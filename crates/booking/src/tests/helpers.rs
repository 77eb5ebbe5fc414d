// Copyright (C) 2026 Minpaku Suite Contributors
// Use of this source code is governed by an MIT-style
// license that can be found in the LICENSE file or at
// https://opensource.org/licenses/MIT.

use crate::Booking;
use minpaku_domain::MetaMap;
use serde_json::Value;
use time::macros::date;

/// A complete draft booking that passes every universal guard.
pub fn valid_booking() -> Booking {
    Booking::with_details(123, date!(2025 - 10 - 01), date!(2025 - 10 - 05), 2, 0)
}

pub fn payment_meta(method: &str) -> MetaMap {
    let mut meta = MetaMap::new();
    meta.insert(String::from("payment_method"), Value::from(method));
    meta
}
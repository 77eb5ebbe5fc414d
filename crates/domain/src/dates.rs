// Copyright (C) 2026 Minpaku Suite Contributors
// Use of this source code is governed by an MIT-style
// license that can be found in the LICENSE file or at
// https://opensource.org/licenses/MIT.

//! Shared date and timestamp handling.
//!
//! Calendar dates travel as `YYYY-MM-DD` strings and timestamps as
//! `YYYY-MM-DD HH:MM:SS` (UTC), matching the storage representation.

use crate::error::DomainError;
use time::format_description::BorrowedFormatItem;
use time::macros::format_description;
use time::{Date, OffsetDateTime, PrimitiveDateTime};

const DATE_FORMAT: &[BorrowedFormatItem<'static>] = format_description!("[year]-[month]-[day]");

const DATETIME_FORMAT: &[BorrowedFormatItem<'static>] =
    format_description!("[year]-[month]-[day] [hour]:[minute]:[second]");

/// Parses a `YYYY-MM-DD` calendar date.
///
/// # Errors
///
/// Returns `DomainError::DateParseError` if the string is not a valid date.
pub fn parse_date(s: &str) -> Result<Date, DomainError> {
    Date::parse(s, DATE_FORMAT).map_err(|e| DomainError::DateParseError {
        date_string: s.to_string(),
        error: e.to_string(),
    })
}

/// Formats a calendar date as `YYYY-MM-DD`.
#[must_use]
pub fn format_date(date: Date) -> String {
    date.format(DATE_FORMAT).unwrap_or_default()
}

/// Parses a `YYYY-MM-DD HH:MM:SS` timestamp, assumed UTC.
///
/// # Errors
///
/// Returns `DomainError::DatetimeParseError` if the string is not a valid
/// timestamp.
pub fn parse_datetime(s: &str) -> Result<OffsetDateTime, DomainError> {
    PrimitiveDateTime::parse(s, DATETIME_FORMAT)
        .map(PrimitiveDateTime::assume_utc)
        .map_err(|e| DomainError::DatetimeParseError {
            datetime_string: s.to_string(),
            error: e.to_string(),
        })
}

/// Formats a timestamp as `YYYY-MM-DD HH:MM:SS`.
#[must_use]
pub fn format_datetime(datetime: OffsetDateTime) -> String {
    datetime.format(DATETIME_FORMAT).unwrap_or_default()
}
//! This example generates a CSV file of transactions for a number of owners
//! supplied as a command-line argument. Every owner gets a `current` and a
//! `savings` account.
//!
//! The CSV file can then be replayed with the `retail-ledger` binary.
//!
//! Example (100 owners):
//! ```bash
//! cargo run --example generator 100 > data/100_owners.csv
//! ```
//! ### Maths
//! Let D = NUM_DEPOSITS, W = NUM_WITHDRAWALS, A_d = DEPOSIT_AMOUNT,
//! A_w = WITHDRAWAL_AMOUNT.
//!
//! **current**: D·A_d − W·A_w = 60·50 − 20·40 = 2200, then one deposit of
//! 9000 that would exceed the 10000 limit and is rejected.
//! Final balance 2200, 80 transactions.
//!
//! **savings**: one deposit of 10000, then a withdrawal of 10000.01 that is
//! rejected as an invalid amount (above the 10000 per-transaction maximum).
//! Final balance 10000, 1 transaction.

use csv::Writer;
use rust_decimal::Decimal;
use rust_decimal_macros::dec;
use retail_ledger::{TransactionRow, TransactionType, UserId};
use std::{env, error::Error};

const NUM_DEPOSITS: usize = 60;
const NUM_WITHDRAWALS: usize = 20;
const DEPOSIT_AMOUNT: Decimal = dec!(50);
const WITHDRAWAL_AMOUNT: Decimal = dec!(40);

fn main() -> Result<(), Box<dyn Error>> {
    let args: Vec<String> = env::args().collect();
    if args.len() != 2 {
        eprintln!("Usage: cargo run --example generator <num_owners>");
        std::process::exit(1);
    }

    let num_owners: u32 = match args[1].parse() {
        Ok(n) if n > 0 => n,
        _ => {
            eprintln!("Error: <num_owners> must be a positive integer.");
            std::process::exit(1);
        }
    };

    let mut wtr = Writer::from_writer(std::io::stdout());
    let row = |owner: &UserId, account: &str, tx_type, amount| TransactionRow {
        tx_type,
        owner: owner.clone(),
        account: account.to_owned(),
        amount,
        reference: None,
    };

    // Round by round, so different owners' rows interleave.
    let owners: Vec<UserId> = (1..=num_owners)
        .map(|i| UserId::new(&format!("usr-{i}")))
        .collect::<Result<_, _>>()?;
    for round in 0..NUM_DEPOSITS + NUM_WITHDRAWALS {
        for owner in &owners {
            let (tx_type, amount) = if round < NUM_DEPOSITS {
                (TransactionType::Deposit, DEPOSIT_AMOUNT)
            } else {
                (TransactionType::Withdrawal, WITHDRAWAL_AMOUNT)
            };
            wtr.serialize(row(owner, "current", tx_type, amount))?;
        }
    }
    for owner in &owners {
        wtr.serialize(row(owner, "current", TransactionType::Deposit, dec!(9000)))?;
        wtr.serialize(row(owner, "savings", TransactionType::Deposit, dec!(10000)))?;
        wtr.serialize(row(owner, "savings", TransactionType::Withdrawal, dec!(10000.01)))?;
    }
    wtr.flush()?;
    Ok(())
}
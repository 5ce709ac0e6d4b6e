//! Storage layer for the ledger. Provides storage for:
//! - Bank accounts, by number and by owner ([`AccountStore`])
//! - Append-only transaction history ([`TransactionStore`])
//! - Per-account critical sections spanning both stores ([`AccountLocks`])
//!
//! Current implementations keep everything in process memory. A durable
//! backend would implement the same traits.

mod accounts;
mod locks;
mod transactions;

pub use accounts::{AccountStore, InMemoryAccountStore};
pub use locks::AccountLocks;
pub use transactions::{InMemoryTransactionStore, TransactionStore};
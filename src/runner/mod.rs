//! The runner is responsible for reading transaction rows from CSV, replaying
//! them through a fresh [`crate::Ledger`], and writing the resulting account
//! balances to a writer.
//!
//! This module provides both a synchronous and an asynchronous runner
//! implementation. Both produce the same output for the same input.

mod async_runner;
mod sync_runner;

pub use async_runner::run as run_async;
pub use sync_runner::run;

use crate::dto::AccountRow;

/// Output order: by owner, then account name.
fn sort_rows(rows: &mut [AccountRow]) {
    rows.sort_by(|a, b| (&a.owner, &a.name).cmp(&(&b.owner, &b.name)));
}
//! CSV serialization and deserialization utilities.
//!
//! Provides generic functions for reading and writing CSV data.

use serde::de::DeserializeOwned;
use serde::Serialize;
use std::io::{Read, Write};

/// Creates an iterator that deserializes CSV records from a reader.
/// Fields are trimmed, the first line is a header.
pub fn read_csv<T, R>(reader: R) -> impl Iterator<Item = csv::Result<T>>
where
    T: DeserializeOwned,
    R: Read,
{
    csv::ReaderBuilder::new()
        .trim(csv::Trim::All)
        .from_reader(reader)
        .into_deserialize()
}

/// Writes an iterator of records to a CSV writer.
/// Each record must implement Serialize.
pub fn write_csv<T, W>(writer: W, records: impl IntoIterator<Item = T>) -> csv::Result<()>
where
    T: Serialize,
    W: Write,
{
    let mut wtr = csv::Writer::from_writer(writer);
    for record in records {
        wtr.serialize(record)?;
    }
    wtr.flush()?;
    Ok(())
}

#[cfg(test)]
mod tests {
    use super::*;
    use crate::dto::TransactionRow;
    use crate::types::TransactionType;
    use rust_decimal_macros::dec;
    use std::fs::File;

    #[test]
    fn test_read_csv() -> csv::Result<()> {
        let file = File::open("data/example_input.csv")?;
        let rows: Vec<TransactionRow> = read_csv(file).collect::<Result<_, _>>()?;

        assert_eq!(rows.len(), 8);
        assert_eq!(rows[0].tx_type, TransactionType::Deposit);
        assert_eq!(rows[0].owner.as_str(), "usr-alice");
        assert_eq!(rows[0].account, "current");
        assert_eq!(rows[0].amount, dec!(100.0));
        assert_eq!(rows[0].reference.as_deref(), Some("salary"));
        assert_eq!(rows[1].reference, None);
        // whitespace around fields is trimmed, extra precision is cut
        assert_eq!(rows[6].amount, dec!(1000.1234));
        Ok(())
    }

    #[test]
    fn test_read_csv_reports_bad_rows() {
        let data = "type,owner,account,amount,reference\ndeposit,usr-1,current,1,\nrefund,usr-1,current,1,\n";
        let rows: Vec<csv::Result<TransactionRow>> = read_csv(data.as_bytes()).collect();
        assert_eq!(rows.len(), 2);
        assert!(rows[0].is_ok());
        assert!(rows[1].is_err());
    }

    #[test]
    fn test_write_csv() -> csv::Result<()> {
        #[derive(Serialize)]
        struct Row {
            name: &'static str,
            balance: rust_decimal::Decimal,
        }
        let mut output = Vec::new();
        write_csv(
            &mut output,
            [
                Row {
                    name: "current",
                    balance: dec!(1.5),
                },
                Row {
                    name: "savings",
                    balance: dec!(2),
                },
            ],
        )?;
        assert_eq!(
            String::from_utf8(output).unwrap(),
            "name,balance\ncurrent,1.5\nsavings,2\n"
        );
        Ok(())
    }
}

§ **ASSIGNMENT**:
A line counts if it includes the string "collect". State how many such lines the entries have, with no other text.

§ **EXERCISE RESULT**:
4